Excerpts from a dataset:
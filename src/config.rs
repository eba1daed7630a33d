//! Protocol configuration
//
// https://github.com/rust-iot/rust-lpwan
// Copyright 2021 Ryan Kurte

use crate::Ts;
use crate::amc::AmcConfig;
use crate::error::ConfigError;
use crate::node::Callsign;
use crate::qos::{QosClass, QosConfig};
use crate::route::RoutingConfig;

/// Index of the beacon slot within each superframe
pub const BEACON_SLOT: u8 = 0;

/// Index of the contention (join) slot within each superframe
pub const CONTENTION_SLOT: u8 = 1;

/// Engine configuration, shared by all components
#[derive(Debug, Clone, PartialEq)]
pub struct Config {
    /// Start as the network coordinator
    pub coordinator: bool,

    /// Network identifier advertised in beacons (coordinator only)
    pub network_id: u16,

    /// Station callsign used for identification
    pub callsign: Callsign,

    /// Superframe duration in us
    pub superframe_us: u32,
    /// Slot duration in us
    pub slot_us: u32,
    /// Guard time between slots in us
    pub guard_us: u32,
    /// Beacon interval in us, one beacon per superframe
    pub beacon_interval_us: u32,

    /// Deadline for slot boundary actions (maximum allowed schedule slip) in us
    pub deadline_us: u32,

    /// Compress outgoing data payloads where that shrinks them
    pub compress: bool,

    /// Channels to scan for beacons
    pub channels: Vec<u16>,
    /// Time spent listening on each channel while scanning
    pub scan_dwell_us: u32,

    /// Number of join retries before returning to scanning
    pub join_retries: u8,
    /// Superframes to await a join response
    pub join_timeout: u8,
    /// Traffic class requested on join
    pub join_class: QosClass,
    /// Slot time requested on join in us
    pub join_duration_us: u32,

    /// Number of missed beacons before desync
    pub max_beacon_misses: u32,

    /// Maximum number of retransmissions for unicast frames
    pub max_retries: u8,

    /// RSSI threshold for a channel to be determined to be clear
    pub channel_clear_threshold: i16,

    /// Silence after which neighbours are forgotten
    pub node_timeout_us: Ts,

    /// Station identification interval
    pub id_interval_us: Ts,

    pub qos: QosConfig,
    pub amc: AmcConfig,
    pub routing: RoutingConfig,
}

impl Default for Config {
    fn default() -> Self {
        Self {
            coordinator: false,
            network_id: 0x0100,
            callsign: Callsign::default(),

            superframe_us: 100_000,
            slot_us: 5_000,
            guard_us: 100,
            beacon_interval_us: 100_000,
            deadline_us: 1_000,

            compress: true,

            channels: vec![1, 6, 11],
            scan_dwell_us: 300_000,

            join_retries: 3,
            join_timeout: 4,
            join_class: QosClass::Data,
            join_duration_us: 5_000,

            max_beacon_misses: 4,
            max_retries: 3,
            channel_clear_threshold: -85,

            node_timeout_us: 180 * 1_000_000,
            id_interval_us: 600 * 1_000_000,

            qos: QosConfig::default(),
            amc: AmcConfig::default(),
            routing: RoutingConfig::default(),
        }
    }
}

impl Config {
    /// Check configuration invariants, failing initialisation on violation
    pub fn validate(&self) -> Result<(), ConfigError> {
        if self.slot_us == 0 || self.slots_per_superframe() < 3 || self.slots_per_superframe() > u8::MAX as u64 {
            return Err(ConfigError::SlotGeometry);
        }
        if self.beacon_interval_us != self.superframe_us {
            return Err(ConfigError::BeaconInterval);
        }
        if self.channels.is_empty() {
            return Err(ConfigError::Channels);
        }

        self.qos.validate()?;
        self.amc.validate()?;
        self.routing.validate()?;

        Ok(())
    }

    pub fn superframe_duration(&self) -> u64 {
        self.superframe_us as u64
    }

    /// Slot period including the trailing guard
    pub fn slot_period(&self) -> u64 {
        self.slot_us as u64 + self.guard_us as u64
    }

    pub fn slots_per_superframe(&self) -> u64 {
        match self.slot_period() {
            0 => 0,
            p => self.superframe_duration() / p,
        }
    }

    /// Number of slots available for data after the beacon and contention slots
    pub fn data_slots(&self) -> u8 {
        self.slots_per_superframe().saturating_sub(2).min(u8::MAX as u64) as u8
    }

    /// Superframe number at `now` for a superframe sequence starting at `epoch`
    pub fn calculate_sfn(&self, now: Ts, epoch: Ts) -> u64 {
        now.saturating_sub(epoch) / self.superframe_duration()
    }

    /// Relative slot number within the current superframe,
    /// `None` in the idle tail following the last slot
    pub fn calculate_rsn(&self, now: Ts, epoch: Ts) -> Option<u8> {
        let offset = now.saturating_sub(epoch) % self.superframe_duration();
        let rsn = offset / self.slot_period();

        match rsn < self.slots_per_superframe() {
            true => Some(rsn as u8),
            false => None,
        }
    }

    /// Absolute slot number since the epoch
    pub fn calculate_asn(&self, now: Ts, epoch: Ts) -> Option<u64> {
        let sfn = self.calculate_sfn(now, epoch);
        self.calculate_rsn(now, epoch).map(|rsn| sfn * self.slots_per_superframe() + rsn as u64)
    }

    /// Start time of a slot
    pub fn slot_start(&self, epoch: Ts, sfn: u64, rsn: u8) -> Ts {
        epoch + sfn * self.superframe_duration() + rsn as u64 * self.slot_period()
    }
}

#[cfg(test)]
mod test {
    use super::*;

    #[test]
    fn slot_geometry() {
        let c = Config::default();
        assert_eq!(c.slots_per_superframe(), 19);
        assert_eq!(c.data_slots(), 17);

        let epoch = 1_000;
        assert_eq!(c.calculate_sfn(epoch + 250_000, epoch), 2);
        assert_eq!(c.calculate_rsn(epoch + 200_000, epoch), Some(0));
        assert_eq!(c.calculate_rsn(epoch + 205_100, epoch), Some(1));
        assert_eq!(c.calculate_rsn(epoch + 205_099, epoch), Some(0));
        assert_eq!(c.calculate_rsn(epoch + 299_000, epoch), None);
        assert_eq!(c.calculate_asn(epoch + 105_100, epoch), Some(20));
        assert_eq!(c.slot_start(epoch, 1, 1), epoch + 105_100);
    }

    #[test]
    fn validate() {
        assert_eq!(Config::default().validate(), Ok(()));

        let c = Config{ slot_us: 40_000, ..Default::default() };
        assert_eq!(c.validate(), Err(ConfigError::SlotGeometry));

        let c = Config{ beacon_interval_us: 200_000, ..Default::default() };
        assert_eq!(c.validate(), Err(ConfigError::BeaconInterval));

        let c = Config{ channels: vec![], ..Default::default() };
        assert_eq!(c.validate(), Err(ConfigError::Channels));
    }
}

# Exercise
Your task is to collect every line above that contains the word "ConfigError".

# Solution below
use crate::error::ConfigError;
    pub fn validate(&self) -> Result<(), ConfigError> {
            return Err(ConfigError::SlotGeometry);
            return Err(ConfigError::BeaconInterval);
            return Err(ConfigError::Channels);
        assert_eq!(c.validate(), Err(ConfigError::SlotGeometry));
        assert_eq!(c.validate(), Err(ConfigError::BeaconInterval));
        assert_eq!(c.validate(), Err(ConfigError::Channels));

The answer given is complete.